──────── RECORDS TO USE

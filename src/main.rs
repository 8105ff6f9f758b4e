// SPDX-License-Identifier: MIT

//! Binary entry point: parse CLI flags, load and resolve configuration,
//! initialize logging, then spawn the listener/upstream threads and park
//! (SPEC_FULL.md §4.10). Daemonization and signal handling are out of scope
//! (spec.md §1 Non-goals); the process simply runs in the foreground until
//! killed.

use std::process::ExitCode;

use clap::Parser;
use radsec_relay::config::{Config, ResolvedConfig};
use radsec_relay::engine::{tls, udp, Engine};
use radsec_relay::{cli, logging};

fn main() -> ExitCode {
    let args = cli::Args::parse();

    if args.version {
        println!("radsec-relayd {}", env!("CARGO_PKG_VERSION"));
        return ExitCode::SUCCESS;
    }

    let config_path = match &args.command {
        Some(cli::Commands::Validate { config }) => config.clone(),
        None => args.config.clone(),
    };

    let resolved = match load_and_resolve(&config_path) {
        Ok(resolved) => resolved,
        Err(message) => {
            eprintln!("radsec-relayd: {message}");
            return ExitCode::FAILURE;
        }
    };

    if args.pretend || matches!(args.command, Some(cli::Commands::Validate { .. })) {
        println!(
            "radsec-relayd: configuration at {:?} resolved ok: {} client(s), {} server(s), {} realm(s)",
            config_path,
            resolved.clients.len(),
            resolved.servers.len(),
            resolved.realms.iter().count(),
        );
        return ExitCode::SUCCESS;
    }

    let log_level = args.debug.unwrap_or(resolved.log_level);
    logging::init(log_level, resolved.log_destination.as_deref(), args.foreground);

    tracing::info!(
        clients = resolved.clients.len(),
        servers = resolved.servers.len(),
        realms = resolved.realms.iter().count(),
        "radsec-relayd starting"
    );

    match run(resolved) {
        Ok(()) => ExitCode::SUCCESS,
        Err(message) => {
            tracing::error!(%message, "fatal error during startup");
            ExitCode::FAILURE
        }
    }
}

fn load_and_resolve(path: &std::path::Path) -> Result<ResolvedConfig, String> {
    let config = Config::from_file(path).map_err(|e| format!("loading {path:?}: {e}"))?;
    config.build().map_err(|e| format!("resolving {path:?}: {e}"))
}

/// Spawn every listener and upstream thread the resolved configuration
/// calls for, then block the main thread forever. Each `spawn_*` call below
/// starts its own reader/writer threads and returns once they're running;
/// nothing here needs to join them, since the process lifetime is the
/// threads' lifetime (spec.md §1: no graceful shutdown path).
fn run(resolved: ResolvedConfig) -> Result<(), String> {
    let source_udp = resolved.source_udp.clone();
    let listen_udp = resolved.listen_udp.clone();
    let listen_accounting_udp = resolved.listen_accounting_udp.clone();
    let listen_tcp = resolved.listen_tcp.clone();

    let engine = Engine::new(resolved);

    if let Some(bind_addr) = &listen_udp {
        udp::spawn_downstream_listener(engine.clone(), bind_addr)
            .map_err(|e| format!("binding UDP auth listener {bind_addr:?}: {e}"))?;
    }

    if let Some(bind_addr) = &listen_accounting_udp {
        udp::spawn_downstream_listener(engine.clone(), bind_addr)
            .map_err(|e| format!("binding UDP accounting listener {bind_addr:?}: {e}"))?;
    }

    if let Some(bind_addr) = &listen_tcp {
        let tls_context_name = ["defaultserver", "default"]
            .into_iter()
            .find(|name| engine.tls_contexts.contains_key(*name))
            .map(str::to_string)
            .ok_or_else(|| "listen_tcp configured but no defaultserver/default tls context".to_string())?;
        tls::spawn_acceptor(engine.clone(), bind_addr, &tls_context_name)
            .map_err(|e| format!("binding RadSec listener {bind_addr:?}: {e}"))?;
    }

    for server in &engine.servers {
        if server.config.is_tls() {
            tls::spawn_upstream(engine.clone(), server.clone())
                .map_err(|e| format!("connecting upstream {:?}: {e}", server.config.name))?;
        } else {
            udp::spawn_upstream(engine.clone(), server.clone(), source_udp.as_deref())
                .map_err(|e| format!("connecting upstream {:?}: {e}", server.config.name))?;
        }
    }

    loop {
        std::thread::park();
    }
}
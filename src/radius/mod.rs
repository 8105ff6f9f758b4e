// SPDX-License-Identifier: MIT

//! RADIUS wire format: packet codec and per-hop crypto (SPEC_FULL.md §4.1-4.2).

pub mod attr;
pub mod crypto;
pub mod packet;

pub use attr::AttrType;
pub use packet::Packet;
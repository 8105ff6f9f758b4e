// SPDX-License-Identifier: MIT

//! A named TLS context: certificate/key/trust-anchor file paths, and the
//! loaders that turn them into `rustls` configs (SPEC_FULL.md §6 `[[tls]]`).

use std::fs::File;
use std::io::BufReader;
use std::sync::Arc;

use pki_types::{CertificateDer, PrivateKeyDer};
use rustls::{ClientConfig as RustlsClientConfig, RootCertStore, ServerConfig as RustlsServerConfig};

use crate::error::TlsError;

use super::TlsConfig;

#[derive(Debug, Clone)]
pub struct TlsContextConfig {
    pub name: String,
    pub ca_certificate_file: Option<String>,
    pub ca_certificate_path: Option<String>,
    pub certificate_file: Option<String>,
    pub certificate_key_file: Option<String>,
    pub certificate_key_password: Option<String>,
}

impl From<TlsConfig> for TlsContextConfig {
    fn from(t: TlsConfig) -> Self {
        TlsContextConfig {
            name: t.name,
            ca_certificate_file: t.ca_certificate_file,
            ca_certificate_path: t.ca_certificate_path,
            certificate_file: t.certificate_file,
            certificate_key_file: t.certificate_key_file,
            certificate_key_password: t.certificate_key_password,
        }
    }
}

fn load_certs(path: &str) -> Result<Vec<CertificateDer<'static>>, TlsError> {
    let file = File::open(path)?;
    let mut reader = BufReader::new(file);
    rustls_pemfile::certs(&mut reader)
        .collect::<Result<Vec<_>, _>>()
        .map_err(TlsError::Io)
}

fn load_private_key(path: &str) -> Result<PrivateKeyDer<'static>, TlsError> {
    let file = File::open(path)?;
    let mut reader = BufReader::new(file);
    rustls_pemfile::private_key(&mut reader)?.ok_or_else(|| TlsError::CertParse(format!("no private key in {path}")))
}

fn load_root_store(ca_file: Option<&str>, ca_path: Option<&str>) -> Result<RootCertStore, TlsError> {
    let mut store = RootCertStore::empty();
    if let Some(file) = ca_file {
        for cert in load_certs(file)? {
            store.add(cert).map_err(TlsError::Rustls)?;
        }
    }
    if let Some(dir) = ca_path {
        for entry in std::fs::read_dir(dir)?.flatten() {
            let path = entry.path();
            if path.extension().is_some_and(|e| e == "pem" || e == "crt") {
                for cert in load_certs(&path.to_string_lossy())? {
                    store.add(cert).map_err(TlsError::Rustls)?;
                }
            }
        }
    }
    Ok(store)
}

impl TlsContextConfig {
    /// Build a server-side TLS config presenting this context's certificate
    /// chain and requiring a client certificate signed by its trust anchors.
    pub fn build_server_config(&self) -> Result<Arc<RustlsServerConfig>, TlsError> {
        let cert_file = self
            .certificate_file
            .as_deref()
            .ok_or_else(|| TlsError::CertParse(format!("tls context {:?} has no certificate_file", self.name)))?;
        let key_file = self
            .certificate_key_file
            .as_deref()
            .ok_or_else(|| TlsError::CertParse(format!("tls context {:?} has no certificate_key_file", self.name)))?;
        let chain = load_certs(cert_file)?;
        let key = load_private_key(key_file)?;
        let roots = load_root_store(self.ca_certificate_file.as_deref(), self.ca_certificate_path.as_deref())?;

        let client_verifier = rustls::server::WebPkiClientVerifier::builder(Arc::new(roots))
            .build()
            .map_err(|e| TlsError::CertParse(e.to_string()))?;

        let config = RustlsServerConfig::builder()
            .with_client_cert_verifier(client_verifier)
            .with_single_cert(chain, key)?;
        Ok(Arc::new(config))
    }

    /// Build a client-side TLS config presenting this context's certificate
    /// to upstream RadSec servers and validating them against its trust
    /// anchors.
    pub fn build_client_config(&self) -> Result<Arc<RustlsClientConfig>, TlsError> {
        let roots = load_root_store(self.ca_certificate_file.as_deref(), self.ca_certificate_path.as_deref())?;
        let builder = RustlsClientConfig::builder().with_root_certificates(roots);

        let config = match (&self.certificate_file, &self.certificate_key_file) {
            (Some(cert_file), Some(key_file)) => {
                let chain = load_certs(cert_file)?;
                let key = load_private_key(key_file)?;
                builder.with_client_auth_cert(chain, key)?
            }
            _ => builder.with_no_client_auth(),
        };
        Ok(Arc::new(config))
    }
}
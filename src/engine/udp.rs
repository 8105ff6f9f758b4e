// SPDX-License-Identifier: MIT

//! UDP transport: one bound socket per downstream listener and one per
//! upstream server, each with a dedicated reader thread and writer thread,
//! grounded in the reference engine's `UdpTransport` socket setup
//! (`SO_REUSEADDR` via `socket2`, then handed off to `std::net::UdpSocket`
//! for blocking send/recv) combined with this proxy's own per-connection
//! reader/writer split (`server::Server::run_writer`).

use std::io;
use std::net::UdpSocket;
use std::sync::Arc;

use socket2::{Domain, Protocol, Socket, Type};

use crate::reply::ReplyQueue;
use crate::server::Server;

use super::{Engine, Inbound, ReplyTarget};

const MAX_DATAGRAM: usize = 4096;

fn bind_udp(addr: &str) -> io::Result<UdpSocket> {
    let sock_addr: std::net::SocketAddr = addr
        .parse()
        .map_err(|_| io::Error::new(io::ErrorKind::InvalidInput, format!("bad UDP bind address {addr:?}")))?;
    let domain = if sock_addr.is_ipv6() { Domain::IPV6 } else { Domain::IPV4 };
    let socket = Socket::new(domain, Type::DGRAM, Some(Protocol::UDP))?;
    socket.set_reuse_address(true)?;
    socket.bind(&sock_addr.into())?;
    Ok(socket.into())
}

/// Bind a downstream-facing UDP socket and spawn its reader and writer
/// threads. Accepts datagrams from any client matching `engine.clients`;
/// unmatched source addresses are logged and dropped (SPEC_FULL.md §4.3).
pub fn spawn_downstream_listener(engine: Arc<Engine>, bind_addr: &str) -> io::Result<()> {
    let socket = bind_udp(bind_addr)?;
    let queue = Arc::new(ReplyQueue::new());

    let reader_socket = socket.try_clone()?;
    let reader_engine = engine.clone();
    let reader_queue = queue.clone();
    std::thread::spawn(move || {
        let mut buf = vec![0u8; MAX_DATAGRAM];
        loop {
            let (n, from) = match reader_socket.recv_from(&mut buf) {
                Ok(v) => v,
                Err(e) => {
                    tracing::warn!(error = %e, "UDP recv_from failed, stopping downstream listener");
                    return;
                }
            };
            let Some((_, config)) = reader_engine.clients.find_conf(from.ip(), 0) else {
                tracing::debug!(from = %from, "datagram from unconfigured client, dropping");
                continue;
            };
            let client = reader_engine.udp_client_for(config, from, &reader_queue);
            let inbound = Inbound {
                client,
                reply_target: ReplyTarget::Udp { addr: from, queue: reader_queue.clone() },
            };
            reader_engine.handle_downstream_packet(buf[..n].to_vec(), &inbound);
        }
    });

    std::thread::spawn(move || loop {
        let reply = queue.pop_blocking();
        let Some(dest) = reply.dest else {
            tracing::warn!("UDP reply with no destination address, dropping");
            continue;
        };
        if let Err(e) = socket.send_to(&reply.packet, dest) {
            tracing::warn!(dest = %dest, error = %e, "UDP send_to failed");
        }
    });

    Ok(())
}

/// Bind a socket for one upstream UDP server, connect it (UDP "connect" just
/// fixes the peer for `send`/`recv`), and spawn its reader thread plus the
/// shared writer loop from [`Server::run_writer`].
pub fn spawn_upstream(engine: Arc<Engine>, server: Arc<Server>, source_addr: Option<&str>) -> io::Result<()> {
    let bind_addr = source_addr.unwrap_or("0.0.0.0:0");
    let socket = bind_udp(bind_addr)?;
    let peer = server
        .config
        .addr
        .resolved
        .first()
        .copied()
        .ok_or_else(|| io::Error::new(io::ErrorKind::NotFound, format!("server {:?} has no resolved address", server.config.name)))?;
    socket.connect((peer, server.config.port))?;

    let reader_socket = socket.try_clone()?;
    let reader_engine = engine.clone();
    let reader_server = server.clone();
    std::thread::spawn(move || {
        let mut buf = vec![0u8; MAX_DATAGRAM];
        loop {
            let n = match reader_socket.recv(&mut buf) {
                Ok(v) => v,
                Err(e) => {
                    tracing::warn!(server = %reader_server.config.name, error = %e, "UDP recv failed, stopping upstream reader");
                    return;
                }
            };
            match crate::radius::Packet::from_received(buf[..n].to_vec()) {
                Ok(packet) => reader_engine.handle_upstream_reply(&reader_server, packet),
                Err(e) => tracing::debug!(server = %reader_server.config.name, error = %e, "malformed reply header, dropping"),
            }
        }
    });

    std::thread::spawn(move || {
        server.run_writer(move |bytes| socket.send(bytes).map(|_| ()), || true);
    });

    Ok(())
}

────────────────

- **EXERCISE REQUIREMENTS**:
In the material above, locate the line containing "if args.pretend ||" and the line containing "let log_level = args.debug.unwrap_or(resolved.log_level);". Transcribe exactly those two lines and every line between them, and nothing more.

- **OUTPUT BELOW**:
    if args.pretend || matches!(args.command, Some(cli::Commands::Validate { .. })) {
        println!(
            "radsec-relayd: configuration at {:?} resolved ok: {} client(s), {} server(s), {} realm(s)",
            config_path,
            resolved.clients.len(),
            resolved.servers.len(),
            resolved.realms.iter().count(),
        );
        return ExitCode::SUCCESS;
    }

    let log_level = args.debug.unwrap_or(resolved.log_level);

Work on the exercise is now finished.